Data for processing below:
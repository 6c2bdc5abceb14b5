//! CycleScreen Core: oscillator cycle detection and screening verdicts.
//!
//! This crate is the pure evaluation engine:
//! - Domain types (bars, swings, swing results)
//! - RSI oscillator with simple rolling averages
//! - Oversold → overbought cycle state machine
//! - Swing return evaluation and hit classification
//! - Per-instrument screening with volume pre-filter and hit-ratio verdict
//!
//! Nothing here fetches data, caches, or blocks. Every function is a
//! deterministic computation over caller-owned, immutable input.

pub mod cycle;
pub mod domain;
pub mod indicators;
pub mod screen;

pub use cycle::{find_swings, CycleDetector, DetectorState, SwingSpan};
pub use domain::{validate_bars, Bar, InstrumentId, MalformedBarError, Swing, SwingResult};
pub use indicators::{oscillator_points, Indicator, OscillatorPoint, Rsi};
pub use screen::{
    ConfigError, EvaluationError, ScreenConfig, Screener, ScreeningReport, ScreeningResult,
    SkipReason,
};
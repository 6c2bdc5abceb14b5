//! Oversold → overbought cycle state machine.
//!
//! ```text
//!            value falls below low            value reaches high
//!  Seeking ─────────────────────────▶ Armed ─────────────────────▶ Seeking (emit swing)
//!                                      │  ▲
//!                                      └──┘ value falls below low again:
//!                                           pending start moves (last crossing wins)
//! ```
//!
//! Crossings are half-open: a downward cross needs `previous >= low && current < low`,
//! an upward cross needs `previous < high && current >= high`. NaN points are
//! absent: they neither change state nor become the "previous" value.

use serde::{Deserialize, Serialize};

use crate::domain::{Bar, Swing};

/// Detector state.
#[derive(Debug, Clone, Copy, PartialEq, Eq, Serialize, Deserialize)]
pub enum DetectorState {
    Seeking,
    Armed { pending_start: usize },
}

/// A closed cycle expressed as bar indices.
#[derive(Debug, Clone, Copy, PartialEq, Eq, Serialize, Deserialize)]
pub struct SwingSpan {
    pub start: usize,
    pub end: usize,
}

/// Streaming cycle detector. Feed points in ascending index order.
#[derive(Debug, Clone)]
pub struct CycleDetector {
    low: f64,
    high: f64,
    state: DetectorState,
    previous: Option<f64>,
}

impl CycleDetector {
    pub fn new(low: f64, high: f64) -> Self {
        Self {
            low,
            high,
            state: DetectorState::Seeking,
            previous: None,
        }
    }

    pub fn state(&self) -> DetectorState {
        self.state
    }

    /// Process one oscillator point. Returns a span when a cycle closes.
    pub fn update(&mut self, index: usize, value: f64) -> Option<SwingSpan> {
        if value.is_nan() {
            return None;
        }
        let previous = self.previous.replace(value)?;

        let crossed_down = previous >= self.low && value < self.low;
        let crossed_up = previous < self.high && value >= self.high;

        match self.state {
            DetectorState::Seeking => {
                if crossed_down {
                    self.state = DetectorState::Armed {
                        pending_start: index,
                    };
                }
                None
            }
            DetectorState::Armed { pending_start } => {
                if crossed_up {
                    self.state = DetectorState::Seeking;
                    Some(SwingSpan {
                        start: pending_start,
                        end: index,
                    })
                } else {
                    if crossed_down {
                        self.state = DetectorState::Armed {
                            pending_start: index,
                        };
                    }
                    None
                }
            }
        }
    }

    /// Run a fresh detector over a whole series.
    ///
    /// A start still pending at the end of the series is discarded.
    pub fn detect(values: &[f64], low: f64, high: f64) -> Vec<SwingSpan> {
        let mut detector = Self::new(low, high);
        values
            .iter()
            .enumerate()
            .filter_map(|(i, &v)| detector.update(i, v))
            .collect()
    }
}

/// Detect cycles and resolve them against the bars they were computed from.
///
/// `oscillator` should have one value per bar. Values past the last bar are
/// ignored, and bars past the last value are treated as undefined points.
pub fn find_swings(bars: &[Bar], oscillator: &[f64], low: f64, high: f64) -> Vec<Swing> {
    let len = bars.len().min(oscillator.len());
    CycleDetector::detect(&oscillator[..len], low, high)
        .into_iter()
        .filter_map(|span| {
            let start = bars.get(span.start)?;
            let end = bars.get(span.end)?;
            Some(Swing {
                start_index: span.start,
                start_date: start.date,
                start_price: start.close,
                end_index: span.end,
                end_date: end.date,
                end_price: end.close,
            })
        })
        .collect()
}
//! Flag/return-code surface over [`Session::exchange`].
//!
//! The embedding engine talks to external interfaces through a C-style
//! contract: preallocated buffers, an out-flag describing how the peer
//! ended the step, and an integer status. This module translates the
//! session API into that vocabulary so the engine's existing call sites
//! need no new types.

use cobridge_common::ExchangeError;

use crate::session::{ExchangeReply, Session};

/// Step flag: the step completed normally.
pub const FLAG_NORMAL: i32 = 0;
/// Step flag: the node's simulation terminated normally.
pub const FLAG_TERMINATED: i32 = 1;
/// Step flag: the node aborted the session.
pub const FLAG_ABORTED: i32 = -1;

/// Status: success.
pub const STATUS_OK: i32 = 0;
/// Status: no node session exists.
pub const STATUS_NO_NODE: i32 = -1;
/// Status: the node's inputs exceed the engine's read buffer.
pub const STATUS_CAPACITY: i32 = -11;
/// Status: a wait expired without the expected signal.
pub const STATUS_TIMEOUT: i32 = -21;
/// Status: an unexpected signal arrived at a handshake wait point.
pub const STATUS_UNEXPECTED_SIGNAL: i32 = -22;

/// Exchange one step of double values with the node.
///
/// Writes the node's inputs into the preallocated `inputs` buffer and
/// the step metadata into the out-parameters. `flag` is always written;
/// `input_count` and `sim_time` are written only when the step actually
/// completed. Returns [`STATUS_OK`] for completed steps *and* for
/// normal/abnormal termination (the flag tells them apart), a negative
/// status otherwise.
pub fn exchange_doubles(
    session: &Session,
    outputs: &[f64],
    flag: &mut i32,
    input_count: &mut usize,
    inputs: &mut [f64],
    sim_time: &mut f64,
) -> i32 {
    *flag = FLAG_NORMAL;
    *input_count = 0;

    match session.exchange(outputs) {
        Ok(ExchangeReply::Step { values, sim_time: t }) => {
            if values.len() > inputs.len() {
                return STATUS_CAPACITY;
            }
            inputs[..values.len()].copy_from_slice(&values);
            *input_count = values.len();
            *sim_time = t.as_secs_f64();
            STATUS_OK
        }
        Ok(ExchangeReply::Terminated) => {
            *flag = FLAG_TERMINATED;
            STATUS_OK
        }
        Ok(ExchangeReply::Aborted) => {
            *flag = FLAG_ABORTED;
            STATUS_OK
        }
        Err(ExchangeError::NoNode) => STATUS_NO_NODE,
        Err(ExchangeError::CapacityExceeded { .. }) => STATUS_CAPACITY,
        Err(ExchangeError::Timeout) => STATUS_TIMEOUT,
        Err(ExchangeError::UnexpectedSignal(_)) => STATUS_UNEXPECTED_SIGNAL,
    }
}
End of Data for processing.
:: What to produce ::
In the entries above, count each line containing the word "written" and reply with only the count.

:: Answer below ::
2